Vivinho

Personal information
- Full name: Welvis Dias Marcelino
- Date of birth: March 10, 1961
- Place of birth: Uberlândia, Brazil
- Date of death: September 13, 2015 (aged 54)
- Height: 1.80 m (5 ft 11 in)
- Position: Striker

Senior career*
- Years: Team / Apps / (Gls)
- 1983–1986: Uberlândia / 26 / (5)
- 1986–1990: Vasco / 54 / (13)
- 1990–1993: Botafogo / 52 / (4)
- 1993: Goiás / 10 / (4)
- 1994: Uberlândia
- 1995: Fortaleza

International career
- 1989: Brazil / 3 / (1)

= Vivinho =

Brazilian footballer

Welvis Dias Marcelino, better known as Vivinho (March 10, 1961 – September 13, 2015), was an association football striker, who played in several Brazilian Série A clubs.

==History==
Born in Uberlândia, Vivinho started playing professionally in 1983, defending local club Uberlândia.
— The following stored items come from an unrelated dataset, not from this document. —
///! Kubedeploy CLI
///!
///! Command-line console for deploying and observing container workloads

mod commands;
mod config;
mod logging;
mod output;
mod views;

use anyhow::Result;
use clap::{Parser, Subcommand, ValueEnum};
use commands::auth::AuthCommands;
use commands::deploy::DeployArgs;
use commands::NamespaceScope;
use kubedeploy_client::{ClientSettings, ConsoleContext, SyncConfig};

#[derive(Parser)]
#[command(author, version, about, long_about = None)]
#[command(propagate_version = true)]
struct Cli {
    /// API server address (defaults to the configured server)
    #[arg(short, long, global = true, env = "KUBEDEPLOY_SERVER")]
    server: Option<String>,

    /// Output format (table, json, yaml)
    #[arg(short, long, global = true)]
    output: Option<String>,

    /// Namespace; lists show every namespace when omitted
    #[arg(short, long, global = true)]
    namespace: Option<String>,

    /// Log level used when RUST_LOG is unset
    #[arg(long, global = true, default_value = "warn")]
    log_level: String,

    /// Log format on stderr
    #[arg(long, global = true, value_enum, default_value_t = LogFormat::Text)]
    log_format: LogFormat,

    #[command(subcommand)]
    command: Commands,
}

#[derive(Clone, Copy, Debug, PartialEq, Eq, ValueEnum)]
enum LogFormat {
    Text,
    Json,
}

#[derive(Subcommand)]
enum Commands {
    /// Login, signup and session management
    Auth {
        #[command(subcommand)]
        command: AuthCommands,
    },
    /// Create a deployment and, optionally, its service
    Deploy(DeployArgs),
    /// Manage deployments
    #[command(alias = "deployment")]
    Workload {
        #[command(subcommand)]
        command: WorkloadCommands,
    },
    /// Manage services
    #[command(alias = "service")]
    Endpoint {
        #[command(subcommand)]
        command: EndpointCommands,
    },
    /// Manage pods
    Pod {
        #[command(subcommand)]
        command: PodCommands,
    },
    /// List namespaces
    Namespace {
        #[command(subcommand)]
        command: NamespaceCommands,
    },
    /// Live-updating views
    Watch {
        #[command(subcommand)]
        command: WatchCommands,
    },
    /// Generate shell completions
    Completions {
        /// Shell type
        #[arg(value_enum)]
        shell: clap_complete::Shell,
    },
}

#[derive(Subcommand)]
pub enum WorkloadCommands {
    /// List deployments
    List,
    /// Show deployment details
    Show {
        /// Deployment name
        name: String,
    },
    /// Delete a deployment
    Delete {
        /// Deployment name
        name: String,
        /// Skip confirmation
        #[arg(short, long)]
        yes: bool,
    },
    /// Add one replica
    ScaleUp {
        /// Deployment name
        name: String,
    },
    /// Remove one replica (never below zero)
    ScaleDown {
        /// Deployment name
        name: String,
    },
    /// Set the replica count
    Scale {
        /// Deployment name
        name: String,
        /// Desired replica count
        replicas: u32,
    },
}

#[derive(Subcommand)]
pub enum EndpointCommands {
    /// List services
    List,
    /// Show service details
    Show {
        /// Service name
        name: String,
    },
    /// Delete a service
    Delete {
        /// Service name
        name: String,
        /// Skip confirmation
        #[arg(short, long)]
        yes: bool,
    },
}

#[derive(Subcommand)]
pub enum PodCommands {
    /// List pods
    List,
    /// Show pod details
    Show {
        /// Pod name
        name: String,
    },
    /// Delete a pod
    Delete {
        /// Pod name
        name: String,
        /// Skip confirmation
        #[arg(short, long)]
        yes: bool,
    },
    /// Print pod logs
    Logs {
        /// Pod name
        name: String,
        /// Number of trailing lines (server default 100)
        #[arg(short, long)]
        tail: Option<u32>,
    },
    /// Quick-deploy a single pod
    Create {
        /// Pod name
        #[arg(long)]
        name: String,
        /// Container image
        #[arg(short, long)]
        image: String,
        /// Replica count
        #[arg(short, long, default_value = "1")]
        replicas: u32,
        /// CPU quantity
        #[arg(long, default_value = "500m")]
        cpu: String,
        /// Memory quantity
        #[arg(long, default_value = "512Mi")]
        memory: String,
        /// Container port (repeatable)
        #[arg(short, long = "port")]
        ports: Vec<u16>,
        /// Environment variable as KEY=VALUE (repeatable)
        #[arg(short, long = "env")]
        env: Vec<kubedeploy_common::EnvVar>,
    },
}

#[derive(Subcommand)]
pub enum NamespaceCommands {
    /// List namespaces
    List,
}

#[derive(Subcommand)]
pub enum WatchCommands {
    /// Cluster overview with pod, deployment and service counts
    Dashboard,
    /// Deployments with readiness badges
    Workloads,
    /// Services
    Endpoints,
    /// Pods
    Pods,
}

#[tokio::main]
async fn main() -> Result<()> {
    let cli = Cli::parse();

    // Load config
    let mut config = config::Config::load().unwrap_or_default();

    let logging = logging::LoggingConfig {
        level: cli.log_level.clone(),
        json_format: cli.log_format == LogFormat::Json,
        file_path: config.log_file.clone(),
    };
    let _log_guard = logging.init()?;

    if let Commands::Completions { shell } = cli.command {
        generate_completions(shell);
        return Ok(());
    }

    let base_url = cli.server.clone().unwrap_or_else(|| config.server.clone());
    tracing::debug!(server = %base_url, "connecting");

    let ctx = ConsoleContext::connect(ClientSettings {
        base_url,
        timeout: config.request_timeout(),
        sync: SyncConfig::from(&config.sync),
        session: config.session(),
    })?;

    let output_format = cli.output.clone().unwrap_or_else(|| config.default_output.clone());
    let scope = NamespaceScope {
        explicit: cli.namespace.clone(),
        default: config.default_namespace.clone(),
    };

    // Execute command
    let result = match cli.command {
        Commands::Auth { command } => {
            commands::auth::handle_auth_command(command, &ctx, &mut config, &output_format).await
        }
        Commands::Deploy(args) => {
            commands::deploy::handle_deploy_command(args, &ctx, &scope, &output_format).await
        }
        Commands::Workload { command } => {
            commands::workload::handle_workload_command(command, &ctx, &scope, &output_format).await
        }
        Commands::Endpoint { command } => {
            commands::endpoint::handle_endpoint_command(command, &ctx, &scope, &output_format).await
        }
        Commands::Pod { command } => {
            commands::pod::handle_pod_command(command, &ctx, &scope, &output_format).await
        }
        Commands::Namespace { command } => {
            commands::namespace::handle_namespace_command(command, &ctx, &output_format).await
        }
        Commands::Watch { command } => {
            commands::watch::handle_watch_command(command, &ctx, &scope).await
        }
        Commands::Completions { .. } => Ok(()),
    };

    // A rejected token ends the stored session
    if ctx.session().is_expired() {
        config.clear_session();
        config.save()?;
        output::print_warning("Session expired. Run 'kubedeploy auth login' to sign in again");
    }

    result
}

/// Generate shell completions
fn generate_completions(shell: clap_complete::Shell) {
    use clap::CommandFactory;
    use clap_complete::generate;
    use std::io;

    let mut cmd = Cli::command();
    let name = cmd.get_name().to_string();

    generate(shell, &mut cmd, name, &mut io::stdout());
}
He played 26 Série A games and scored five goals between 1983 and 1986, winning the Série B in 1984. Vivinho joined Vasco in 1986, playing 54 Série A games and scoring 13 goals. Before leaving Vasco in 1990, he won the Campeonato Carioca in 1987 and in 1988, and the Série A in 1989. Vivinho then joined Vasco's rivals Botafogo, leaving the club in 1993, after having played 52 Série A games and scored four goals. He played 10 Série A games for Goiás in 1993, scoring four goals, then he returned to Uberlândia in 1994, retiring in 1995 after defending Fortaleza.

===National team===
Vivinho played three games for the Brazil national team in 1989. The first game was played on March 15, against Ecuador. He scored his only goal for Brazil on April 12, against Paraguay, in his last game for the country.

==Death==

Vivinho died on 13 September after passing out in his home, he was taken to hospital but did not survive. The cause of death has not been revealed.